[Stored items]
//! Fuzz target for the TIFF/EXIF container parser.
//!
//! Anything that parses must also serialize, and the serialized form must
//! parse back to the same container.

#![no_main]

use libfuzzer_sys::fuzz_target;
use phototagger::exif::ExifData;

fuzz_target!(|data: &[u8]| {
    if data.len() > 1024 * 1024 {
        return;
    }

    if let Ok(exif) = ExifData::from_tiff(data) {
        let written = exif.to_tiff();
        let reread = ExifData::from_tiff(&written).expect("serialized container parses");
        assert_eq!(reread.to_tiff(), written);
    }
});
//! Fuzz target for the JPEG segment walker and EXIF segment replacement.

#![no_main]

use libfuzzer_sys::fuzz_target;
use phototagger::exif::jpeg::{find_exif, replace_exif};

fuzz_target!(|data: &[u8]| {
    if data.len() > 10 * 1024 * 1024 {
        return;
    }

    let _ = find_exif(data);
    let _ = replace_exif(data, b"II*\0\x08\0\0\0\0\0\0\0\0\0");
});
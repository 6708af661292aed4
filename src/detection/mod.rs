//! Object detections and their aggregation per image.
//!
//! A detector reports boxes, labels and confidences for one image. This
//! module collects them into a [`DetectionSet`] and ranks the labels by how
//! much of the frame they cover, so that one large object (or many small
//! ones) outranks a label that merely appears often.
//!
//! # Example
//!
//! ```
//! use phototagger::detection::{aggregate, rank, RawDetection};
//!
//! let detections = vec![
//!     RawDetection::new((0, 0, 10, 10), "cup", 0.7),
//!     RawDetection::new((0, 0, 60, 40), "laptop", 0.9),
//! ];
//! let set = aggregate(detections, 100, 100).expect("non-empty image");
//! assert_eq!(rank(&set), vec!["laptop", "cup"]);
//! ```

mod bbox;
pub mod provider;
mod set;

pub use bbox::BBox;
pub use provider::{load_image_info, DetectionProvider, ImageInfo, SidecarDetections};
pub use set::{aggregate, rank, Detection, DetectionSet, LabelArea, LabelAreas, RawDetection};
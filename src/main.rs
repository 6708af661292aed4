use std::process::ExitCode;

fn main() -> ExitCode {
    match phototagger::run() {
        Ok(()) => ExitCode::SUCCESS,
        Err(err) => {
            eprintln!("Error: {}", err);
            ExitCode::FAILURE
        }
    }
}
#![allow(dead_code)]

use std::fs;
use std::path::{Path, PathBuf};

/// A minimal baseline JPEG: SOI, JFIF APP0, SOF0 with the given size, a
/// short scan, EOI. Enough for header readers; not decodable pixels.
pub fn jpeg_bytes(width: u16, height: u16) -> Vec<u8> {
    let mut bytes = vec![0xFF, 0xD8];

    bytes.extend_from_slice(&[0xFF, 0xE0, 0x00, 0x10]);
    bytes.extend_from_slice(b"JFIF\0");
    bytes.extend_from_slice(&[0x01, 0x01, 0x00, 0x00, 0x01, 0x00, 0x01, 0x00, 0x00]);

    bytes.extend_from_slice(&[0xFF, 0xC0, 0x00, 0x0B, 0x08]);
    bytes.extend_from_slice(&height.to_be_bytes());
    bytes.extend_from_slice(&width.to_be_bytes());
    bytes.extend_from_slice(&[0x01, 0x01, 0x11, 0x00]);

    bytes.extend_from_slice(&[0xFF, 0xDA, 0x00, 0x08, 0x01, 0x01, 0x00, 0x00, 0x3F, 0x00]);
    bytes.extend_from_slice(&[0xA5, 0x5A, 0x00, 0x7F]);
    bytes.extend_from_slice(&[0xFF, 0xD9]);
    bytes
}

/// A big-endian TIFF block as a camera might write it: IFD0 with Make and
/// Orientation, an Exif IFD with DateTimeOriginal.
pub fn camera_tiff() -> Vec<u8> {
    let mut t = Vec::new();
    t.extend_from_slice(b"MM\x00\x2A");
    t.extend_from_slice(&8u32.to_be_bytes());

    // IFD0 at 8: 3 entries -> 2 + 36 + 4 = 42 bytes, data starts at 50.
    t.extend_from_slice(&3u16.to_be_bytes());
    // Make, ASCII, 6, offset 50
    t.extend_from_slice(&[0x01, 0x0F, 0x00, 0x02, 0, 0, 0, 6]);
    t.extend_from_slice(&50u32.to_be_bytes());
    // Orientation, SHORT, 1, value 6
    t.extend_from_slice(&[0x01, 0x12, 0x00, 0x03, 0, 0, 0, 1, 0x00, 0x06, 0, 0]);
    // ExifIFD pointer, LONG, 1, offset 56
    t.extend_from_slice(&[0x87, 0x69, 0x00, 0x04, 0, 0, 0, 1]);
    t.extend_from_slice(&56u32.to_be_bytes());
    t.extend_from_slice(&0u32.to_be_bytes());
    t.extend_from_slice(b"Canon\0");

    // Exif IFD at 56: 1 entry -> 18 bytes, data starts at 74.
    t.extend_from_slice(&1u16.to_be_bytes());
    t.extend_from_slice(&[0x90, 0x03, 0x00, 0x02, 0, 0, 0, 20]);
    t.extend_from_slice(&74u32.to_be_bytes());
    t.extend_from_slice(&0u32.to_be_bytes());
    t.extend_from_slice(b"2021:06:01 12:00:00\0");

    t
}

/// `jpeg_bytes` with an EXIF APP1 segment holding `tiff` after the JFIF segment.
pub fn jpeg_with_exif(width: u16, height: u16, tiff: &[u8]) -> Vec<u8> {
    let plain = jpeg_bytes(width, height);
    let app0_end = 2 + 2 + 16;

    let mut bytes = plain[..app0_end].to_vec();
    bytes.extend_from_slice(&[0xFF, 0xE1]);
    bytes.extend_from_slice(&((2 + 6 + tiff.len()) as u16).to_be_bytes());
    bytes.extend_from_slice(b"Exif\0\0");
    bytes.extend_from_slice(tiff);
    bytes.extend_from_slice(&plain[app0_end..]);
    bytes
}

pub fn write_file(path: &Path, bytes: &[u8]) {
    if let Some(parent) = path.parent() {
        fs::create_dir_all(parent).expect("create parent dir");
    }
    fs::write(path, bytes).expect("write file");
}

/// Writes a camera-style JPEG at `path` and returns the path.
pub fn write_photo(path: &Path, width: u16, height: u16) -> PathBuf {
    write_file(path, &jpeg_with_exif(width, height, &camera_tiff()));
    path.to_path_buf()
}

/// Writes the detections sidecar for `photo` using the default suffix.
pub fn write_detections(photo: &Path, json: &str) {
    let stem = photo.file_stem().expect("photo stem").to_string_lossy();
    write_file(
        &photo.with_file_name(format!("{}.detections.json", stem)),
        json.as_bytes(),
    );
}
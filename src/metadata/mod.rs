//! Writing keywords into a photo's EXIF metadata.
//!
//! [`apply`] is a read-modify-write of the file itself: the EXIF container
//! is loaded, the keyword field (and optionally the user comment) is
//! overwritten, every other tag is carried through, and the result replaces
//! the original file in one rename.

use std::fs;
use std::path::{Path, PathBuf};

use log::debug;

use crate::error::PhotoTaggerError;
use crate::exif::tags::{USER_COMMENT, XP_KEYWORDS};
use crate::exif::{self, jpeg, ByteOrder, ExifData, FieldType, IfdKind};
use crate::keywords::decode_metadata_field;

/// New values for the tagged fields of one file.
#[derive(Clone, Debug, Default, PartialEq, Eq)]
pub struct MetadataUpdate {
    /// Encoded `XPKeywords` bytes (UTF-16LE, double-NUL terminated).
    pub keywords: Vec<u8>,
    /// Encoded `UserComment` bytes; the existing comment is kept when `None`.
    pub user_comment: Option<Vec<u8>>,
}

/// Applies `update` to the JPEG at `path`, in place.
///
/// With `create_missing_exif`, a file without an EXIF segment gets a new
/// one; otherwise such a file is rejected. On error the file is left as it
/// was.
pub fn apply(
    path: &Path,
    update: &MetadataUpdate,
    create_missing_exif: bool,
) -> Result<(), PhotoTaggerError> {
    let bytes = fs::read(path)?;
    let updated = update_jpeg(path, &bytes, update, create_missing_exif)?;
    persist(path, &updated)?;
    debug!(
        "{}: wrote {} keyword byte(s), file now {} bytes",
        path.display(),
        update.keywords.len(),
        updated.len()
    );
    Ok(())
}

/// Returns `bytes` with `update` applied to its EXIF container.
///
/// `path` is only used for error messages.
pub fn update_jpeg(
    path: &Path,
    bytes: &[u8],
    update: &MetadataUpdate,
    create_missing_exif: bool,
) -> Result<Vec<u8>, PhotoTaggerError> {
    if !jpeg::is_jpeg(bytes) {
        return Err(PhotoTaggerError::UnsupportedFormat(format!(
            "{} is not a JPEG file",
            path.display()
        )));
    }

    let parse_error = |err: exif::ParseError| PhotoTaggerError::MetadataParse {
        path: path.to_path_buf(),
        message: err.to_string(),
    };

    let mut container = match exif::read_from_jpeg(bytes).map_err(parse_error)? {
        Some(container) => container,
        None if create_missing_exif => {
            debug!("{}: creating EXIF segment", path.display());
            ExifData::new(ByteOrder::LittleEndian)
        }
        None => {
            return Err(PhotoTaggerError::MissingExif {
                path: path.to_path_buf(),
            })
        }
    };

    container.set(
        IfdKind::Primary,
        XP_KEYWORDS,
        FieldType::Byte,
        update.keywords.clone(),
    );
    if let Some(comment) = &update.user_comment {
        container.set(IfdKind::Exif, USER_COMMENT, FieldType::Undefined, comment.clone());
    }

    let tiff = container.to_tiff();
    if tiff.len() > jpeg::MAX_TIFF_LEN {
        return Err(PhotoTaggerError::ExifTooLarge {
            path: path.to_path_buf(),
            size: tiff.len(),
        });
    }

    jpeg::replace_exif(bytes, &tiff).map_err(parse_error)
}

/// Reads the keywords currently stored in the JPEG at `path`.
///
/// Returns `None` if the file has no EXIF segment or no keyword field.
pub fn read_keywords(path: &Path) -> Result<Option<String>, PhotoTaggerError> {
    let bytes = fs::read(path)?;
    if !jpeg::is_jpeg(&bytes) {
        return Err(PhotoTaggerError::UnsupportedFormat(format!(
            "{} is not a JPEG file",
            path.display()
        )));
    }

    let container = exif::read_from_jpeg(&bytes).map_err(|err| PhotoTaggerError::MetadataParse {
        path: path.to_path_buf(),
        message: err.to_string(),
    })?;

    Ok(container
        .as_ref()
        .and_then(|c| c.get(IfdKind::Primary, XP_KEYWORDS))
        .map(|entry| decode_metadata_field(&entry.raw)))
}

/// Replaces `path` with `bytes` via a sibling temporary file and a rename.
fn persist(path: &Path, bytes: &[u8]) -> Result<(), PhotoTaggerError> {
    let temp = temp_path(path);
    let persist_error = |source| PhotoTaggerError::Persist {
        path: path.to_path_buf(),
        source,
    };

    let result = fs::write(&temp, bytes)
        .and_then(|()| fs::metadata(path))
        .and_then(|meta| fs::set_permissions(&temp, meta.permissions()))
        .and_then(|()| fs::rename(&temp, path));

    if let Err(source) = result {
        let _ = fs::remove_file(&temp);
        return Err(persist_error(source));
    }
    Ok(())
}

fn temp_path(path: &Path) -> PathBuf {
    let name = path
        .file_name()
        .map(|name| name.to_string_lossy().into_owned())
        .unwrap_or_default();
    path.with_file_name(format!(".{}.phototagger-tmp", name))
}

● **YOUR INSTRUCTIONS**: Every line in the records above that has "display" counts once. Give the total and nothing else.

● **SOLVED EXERCISE**: 4